DIRECTIONS:
Only the lines below, from the one with "sparse entries must" through the one with "fn as_ref(&self) ->", are to be written out, exactly.

THE INPUT:
______

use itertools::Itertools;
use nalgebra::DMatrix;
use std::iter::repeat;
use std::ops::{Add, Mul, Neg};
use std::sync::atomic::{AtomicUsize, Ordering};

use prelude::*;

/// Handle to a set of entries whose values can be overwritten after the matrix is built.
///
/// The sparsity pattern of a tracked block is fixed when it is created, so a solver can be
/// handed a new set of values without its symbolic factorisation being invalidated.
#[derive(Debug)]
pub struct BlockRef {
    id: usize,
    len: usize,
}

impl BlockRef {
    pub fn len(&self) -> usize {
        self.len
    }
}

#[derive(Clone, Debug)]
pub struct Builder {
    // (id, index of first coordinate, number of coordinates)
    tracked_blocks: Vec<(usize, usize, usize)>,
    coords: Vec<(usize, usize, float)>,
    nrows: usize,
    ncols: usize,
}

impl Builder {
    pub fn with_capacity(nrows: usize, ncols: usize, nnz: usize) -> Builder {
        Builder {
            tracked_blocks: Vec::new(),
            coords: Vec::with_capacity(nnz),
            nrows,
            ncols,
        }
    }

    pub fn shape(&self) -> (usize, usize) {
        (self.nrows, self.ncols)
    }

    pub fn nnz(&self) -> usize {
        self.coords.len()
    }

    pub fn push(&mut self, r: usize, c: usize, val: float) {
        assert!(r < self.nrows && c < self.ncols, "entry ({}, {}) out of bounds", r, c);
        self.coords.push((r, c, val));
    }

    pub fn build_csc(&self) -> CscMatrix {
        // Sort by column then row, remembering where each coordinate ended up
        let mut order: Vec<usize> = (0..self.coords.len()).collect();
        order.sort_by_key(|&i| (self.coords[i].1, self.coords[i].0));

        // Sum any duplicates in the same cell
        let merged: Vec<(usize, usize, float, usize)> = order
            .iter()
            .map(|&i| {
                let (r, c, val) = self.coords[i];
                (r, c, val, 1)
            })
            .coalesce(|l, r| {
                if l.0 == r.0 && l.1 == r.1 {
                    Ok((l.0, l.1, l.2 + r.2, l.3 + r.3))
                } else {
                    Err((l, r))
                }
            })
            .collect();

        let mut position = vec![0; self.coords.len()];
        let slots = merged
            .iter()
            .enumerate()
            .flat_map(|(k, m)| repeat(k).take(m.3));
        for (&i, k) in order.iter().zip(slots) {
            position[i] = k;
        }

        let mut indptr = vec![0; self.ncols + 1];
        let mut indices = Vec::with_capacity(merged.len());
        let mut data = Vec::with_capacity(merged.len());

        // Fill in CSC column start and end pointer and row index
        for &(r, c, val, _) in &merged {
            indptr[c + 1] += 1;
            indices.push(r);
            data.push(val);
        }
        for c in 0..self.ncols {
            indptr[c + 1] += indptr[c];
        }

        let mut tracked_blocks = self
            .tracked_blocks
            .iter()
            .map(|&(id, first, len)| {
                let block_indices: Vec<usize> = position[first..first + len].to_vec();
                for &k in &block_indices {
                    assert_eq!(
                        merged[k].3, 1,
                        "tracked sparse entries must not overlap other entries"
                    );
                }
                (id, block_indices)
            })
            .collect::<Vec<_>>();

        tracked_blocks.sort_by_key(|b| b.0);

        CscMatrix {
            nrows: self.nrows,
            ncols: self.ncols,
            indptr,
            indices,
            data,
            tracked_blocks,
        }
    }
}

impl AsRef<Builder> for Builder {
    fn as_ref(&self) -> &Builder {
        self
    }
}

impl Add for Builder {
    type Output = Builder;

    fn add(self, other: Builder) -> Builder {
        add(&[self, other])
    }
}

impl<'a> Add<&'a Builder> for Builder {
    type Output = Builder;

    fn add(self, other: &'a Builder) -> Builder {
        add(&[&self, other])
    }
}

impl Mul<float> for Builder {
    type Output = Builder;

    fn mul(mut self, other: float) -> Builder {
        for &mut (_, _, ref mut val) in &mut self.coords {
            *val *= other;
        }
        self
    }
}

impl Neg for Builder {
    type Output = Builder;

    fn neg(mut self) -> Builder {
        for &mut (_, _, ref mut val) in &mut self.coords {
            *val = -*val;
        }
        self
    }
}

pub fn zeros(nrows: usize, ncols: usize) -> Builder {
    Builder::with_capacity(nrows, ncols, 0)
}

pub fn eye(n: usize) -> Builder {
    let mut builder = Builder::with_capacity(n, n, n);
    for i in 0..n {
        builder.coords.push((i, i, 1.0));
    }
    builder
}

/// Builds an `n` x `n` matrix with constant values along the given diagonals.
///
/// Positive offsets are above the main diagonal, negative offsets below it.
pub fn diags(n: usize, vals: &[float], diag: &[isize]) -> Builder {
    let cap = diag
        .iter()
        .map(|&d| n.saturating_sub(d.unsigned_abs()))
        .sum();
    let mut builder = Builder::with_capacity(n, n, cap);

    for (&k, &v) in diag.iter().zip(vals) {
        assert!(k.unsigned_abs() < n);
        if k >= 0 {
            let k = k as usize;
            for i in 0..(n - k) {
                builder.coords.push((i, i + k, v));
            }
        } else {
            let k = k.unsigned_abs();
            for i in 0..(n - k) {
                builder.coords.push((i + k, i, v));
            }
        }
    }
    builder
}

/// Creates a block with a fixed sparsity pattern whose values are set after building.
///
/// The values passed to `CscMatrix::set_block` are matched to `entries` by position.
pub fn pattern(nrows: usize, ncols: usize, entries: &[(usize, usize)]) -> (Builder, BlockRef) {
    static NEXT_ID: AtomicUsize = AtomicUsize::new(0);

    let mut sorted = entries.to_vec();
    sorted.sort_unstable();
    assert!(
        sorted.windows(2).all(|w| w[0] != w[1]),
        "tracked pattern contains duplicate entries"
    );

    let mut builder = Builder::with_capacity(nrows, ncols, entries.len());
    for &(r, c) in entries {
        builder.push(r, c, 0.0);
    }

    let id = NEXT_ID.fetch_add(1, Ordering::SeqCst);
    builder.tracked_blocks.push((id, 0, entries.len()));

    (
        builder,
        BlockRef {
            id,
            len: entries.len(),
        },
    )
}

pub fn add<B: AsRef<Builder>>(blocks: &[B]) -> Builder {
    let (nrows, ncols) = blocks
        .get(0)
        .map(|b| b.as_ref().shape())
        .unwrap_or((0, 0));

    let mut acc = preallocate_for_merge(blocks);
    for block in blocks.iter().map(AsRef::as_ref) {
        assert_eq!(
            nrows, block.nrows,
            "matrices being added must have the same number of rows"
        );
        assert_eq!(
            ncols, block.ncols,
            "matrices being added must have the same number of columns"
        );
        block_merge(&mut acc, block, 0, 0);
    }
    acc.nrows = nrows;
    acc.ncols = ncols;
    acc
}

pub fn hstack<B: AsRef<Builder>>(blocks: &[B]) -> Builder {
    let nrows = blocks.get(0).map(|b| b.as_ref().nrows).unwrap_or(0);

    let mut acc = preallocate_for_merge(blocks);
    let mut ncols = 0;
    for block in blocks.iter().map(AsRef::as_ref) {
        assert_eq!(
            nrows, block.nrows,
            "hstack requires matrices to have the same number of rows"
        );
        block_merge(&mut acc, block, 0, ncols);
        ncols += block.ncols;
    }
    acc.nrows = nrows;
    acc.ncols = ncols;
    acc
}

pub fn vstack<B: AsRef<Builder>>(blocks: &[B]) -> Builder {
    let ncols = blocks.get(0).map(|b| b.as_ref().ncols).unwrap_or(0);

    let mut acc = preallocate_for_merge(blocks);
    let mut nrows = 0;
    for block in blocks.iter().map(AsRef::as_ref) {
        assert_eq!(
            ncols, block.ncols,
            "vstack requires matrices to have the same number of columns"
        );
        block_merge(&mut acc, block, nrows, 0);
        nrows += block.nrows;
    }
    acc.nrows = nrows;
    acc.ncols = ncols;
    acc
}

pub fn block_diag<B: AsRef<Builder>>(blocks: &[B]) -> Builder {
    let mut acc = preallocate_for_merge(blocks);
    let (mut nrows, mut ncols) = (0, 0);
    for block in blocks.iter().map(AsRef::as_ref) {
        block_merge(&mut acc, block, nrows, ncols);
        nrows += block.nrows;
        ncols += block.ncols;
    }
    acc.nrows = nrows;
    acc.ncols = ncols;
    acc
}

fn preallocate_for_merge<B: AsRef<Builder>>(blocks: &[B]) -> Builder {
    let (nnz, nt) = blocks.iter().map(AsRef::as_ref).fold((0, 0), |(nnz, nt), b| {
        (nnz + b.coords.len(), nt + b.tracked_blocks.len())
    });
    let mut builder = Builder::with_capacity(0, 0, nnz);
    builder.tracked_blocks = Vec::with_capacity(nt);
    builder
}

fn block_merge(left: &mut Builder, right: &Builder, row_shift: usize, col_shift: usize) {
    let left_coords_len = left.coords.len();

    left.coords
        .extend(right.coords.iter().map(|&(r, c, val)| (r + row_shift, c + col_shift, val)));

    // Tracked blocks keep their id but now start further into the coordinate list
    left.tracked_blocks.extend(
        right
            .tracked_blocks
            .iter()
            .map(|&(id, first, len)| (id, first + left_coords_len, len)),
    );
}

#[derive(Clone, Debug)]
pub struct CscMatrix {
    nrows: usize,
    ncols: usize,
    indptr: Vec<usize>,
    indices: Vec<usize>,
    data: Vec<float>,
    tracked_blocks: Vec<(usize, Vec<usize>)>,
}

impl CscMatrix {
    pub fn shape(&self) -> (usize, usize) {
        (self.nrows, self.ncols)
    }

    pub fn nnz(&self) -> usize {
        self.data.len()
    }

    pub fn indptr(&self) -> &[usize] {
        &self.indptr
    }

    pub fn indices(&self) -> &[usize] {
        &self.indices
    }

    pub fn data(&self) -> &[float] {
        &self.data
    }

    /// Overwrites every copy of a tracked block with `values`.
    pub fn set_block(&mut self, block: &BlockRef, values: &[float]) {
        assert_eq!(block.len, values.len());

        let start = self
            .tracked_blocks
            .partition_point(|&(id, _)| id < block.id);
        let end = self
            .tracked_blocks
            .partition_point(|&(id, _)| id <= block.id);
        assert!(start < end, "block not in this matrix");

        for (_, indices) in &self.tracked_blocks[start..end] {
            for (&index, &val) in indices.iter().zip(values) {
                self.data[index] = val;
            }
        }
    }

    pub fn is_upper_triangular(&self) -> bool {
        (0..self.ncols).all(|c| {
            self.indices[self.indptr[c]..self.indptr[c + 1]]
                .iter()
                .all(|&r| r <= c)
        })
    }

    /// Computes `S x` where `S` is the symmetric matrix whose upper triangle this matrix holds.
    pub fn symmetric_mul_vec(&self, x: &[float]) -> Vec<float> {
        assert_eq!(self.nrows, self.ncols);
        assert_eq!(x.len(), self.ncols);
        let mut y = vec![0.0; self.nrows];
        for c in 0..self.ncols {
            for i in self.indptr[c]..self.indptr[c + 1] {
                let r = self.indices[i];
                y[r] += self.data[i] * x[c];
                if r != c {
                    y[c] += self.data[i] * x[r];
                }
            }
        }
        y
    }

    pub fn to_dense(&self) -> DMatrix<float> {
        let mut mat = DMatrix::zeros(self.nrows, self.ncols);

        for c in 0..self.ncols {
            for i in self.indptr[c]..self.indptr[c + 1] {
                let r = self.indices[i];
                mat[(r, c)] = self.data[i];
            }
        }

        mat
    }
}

______

YOUR SOLUTION:
                        "tracked sparse entries must not overlap other entries"
                    );
                }
                (id, block_indices)
            })
            .collect::<Vec<_>>();

        tracked_blocks.sort_by_key(|b| b.0);

        CscMatrix {
            nrows: self.nrows,
            ncols: self.ncols,
            indptr,
            indices,
            data,
            tracked_blocks,
        }
    }
}

impl AsRef<Builder> for Builder {
    fn as_ref(&self) -> &Builder {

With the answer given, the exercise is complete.